Pat Simmons, director of the North Carolina Department of Transportation’s rail division, said the Durham Amtrak station was representative of downtown Durham’s redevelopment, adding that the station—which was renovated last year—is located in James Buchanan Duke’s first tobacco warehouse, next to where Duke’s house once stood.
In a speech delivered at Jackson’s announcement, Rep. David Price, D-N.C., said that throughout the last 20 years, federal funding for high speed rail projects has been minimal.
In 1992, the U.S. Department of Transportation established five corridors for high speed rail in the country. One of them, the Southeast High Speed Rail Corridor, was to run between Washington, D.C. and Richmond, Va. and also link Raleigh and Charlotte. One of the SEHSR’s goals was to be connected to the high speed corridor in the northeast, connecting Boston, Mass. with Washington, D.C.

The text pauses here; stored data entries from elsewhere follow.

//! Outbox: durable intents to write to the upstream platform, plus a
//! rate-limited, coalescing mirror helper layered on top for comment posts.

use chrono::{Duration, Utc};
use rusqlite::Connection;
use serde_json::Value;

use crate::errors::StorageError;
use crate::platform::PlatformClient;
use crate::redact::{hash_value, redact_string};
use crate::storage::outbox as storage;

pub const STALLED_PROCESSING_THRESHOLD_SECS: i64 = 5 * 60;
pub const MIRROR_RATE_LIMIT_SECS: i64 = 30;
pub const MIRROR_DEFERRED_ORPHAN_SECS: i64 = 60 * 60;
const MAX_COMMENT_CHARS: usize = 65_000;
const UPSTREAM_COMMENT_LIMIT: usize = 65_536;

pub struct EnqueueWrite<'a> {
    pub run_id: &'a str,
    pub kind: &'a str,
    pub target_node_id: &'a str,
    pub target_type: &'a str,
    pub payload: Value,
    pub idempotency_key: Option<String>,
}

pub struct EnqueueResult {
    pub github_write_id: String,
    pub is_new: bool,
    pub status: String,
}

/// `enqueueWrite`: computes `payloadHash` canonically, defaults the
/// idempotency key to `runId:kind:targetNodeId:payloadHash`, and inserts
/// (or returns the existing row, with `isNew=false`).
pub fn enqueue_write(conn: &Connection, input: EnqueueWrite<'_>) -> Result<EnqueueResult, StorageError> {
    let payload_hash = hash_value(&input.payload);
    let idempotency_key = input
        .idempotency_key
        .unwrap_or_else(|| format!("{}:{}:{}:{}", input.run_id, input.kind, input.target_node_id, payload_hash));

    let outcome = storage::insert_outbox_entry(
        conn,
        storage::NewOutboxEntry {
            run_id: input.run_id,
            kind: input.kind,
            target_node_id: input.target_node_id,
            target_type: input.target_type,
            payload: input.payload,
            payload_hash: &payload_hash,
            idempotency_key: &idempotency_key,
        },
    )?;

    Ok(EnqueueResult {
        github_write_id: outcome.entry.id,
        is_new: outcome.is_new,
        status: outcome.entry.status.as_str().to_string(),
    })
}

/// Drives the write worker's claim -> call upstream -> complete/fail cycle
/// for up to `batch_size` queued rows.
pub async fn process_outbox_batch(
    conn: &Connection,
    platform: &dyn PlatformClient,
    batch_size: i64,
) -> Result<usize, StorageError> {
    let claimed = storage::claim_outbox_entries(conn, batch_size)?;
    let mut processed = 0;
    for entry in claimed {
        match platform.write(&entry.kind, &entry.target_node_id, &entry.payload).await {
            Ok(result) => {
                storage::complete_outbox_entry(conn, &entry.id, &result.upstream_id, &result.upstream_url)?;
            }
            Err(err) => {
                storage::fail_outbox_entry(conn, &entry.id, &err.to_string())?;
            }
        }
        processed += 1;
    }
    Ok(processed)
}

pub fn reset_stalled_processing(conn: &Connection) -> Result<usize, StorageError> {
    storage::reset_stalled_processing(conn, STALLED_PROCESSING_THRESHOLD_SECS)
}

pub struct MirrorResult {
    pub enqueued: bool,
    pub deferred: bool,
    pub error: Option<String>,
}

/// Mirrors a structured comment for `run_id`. Never throws: any failure is
/// captured in the returned `MirrorResult` and logged.
pub fn mirror_comment(
    conn: &Connection,
    run_id: &str,
    target_node_id: &str,
    event_summary: &str,
) -> MirrorResult {
    match mirror_comment_inner(conn, run_id, target_node_id, event_summary) {
        Ok(result) => result,
        Err(err) => {
            tracing::warn!(%err, run_id, "mirror comment failed");
            MirrorResult {
                enqueued: false,
                deferred: false,
                error: Some(err.to_string()),
            }
        }
    }
}

fn mirror_comment_inner(
    conn: &Connection,
    run_id: &str,
    target_node_id: &str,
    event_summary: &str,
) -> Result<MirrorResult, StorageError> {
    let redacted_summary = redact_string(event_summary);
    let idempotency_key = format!("mirror:{}:{}", run_id, hash_value(&Value::String(redacted_summary.clone())));

    let recent = storage::most_recent_comment_at(conn, run_id)?;
    let within_window = recent
        .map(|ts| Utc::now() - ts < Duration::seconds(MIRROR_RATE_LIMIT_SECS))
        .unwrap_or(false);

    if within_window {
        let is_new = storage::insert_deferred_event(
            conn,
            storage::NewDeferredEvent {
                run_id,
                idempotency_key: &idempotency_key,
                summary: &redacted_summary,
            },
        )?;
        return Ok(MirrorResult {
            enqueued: false,
            deferred: is_new,
            error: None,
        });
    }

    let deferred = storage::list_deferred_events(conn, run_id)?;
    let mut body = String::new();
    for d in &deferred {
        body.push_str(&d.summary);
        body.push_str("\n\n");
    }
    body.push_str(&redacted_summary);
    let body = truncate_comment(&body);

    let result = enqueue_write(
        conn,
        EnqueueWrite {
            run_id,
            kind: "comment",
            target_node_id,
            target_type: "issue",
            payload: serde_json::json!({ "body": body }),
            idempotency_key: None,
        },
    )?;

    if result.is_new && !deferred.is_empty() {
        let ids: Vec<String> = deferred.into_iter().map(|d| d.id).collect();
        storage::delete_deferred_events(conn, &ids)?;
    }

    Ok(MirrorResult {
        enqueued: result.is_new,
        deferred: false,
        error: None,
    })
}

pub fn flush_orphaned_deferred_events(conn: &Connection) -> Result<usize, StorageError> {
    storage::flush_orphaned_deferred_events(conn, MIRROR_DEFERRED_ORPHAN_SECS)
}

/// Truncates to [`MAX_COMMENT_CHARS`] (65 000, leaving a 536-char margin
/// below the upstream 65 536 limit), preferring to cut the collapsible
/// `<details>` section first and appending a notice.
fn truncate_comment(body: &str) -> String {
    debug_assert!(MAX_COMMENT_CHARS + 536 <= UPSTREAM_COMMENT_LIMIT);
    if body.chars().count() <= MAX_COMMENT_CHARS {
        return body.to_string();
    }

    const NOTICE: &str = "\n\n_[truncated: output exceeded the comment size limit]_";
    let budget = MAX_COMMENT_CHARS.saturating_sub(NOTICE.len());

    if let Some(details_start) = body.find("<details>")
        && let Some(details_end_rel) = body[details_start..].find("</details>")
    {
        let details_end = details_start + details_end_rel + "</details>".len();
        let prefix_len = body[..details_start].chars().count();
        if prefix_len < budget {
            let keep_in_details = budget - prefix_len;
            let truncated_details: String = body[details_start..details_end].chars().take(keep_in_details).collect();
            let mut out = String::new();
            out.push_str(&body[..details_start]);
            out.push_str(&truncated_details);
            out.push_str(NOTICE);
            out.push_str(&body[details_end..]);
            if out.chars().count() > MAX_COMMENT_CHARS {
                return out.chars().take(MAX_COMMENT_CHARS).collect();
            }
            return out;
        }
    }

    let mut truncated: String = body.chars().take(budget).collect();
    truncated.push_str(NOTICE);
    truncated
}

#[cfg(test)]
mod tests {
    use super::*;
    use crate::storage::Db;
    use serde_json::json;

    fn seed_run(conn: &Connection) {
        let now = Utc::now().to_rfc3339();
        conn.execute(
            "INSERT INTO runs (id, task_id, project_id, repo_id, policy_set_id, run_number, phase, base_branch, branch, created_at)
             VALUES ('run_1','task_1','proj_1','repo_1','default',1,'executing','main','b', ?1)",
            [&now],
        ).unwrap();
    }

    #[test]
    fn enqueue_write_is_idempotent() {
        let db = Db::open_in_memory().unwrap();
        let conn = db.conn().unwrap();
        seed_run(&conn);

        let first = enqueue_write(
            &conn,
            EnqueueWrite {
                run_id: "run_1",
                kind: "pull_request",
                target_node_id: "R_1",
                target_type: "repo",
                payload: json!({ "title": "x" }),
                idempotency_key: None,
            },
        )
        .unwrap();
        assert!(first.is_new);

        let second = enqueue_write(
            &conn,
            EnqueueWrite {
                run_id: "run_1",
                kind: "pull_request",
                target_node_id: "R_1",
                target_type: "repo",
                payload: json!({ "title": "x" }),
                idempotency_key: None,
            },
        )
        .unwrap();
        assert!(!second.is_new);
        assert_eq!(first.github_write_id, second.github_write_id);
    }

    #[test]
    fn mirror_defers_within_rate_limit_window() {
        let db = Db::open_in_memory().unwrap();
        let conn = db.conn().unwrap();
        seed_run(&conn);

        // Prime a "recent" completed comment so the next calls see the window.
        enqueue_write(
            &conn,
            EnqueueWrite {
                run_id: "run_1",
                kind: "comment",
                target_node_id: "I_1",
                target_type: "issue",
                payload: json!({ "body": "first" }),
                idempotency_key: Some("seed".to_string()),
            },
        )
        .unwrap();

        let r1 = mirror_comment(&conn, "run_1", "I_1", "event one");
        assert!(!r1.enqueued);
        assert!(r1.deferred);

        let r2 = mirror_comment(&conn, "run_1", "I_1", "event two");
        assert!(!r2.enqueued);
        assert!(r2.deferred);

        let count: i64 = conn
            .query_row("SELECT COUNT(*) FROM mirror_deferred_events", [], |r| r.get(0))
            .unwrap();
        assert_eq!(count, 2);
    }

    #[test]
    fn truncate_comment_cuts_details_section_first() {
        let prefix = "summary\n";
        let details = format!("<details>{}</details>", "x".repeat(70_000));
        let body = format!("{prefix}{details}");
        let truncated = truncate_comment(&body);
        assert!(truncated.len() <= MAX_COMMENT_CHARS + 64);
        assert!(truncated.contains("truncated"));
        assert!(truncated.starts_with(prefix));
    }
}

In 1996, then-governor Jim Hunt established the goal of a two-hour travel time from Charlotte to Raleigh. The grant builds on this goal, with trains reaching average speeds of 86 miles per hour.
NCDOT developed the application for funding, which was submitted Oct. 2, 2009 and had a “focus on reliability, safety and something called capacity,” Simmons said. He added that two out of five funding requests were awarded, with more to come once additional funding becomes available.
Cooperation between local and private entities and the railroads was crucial to the project, Bell said.
Part of the money is to be spent on new locomotives, renovating existing stations and building double track projects, passing sidings and bridges.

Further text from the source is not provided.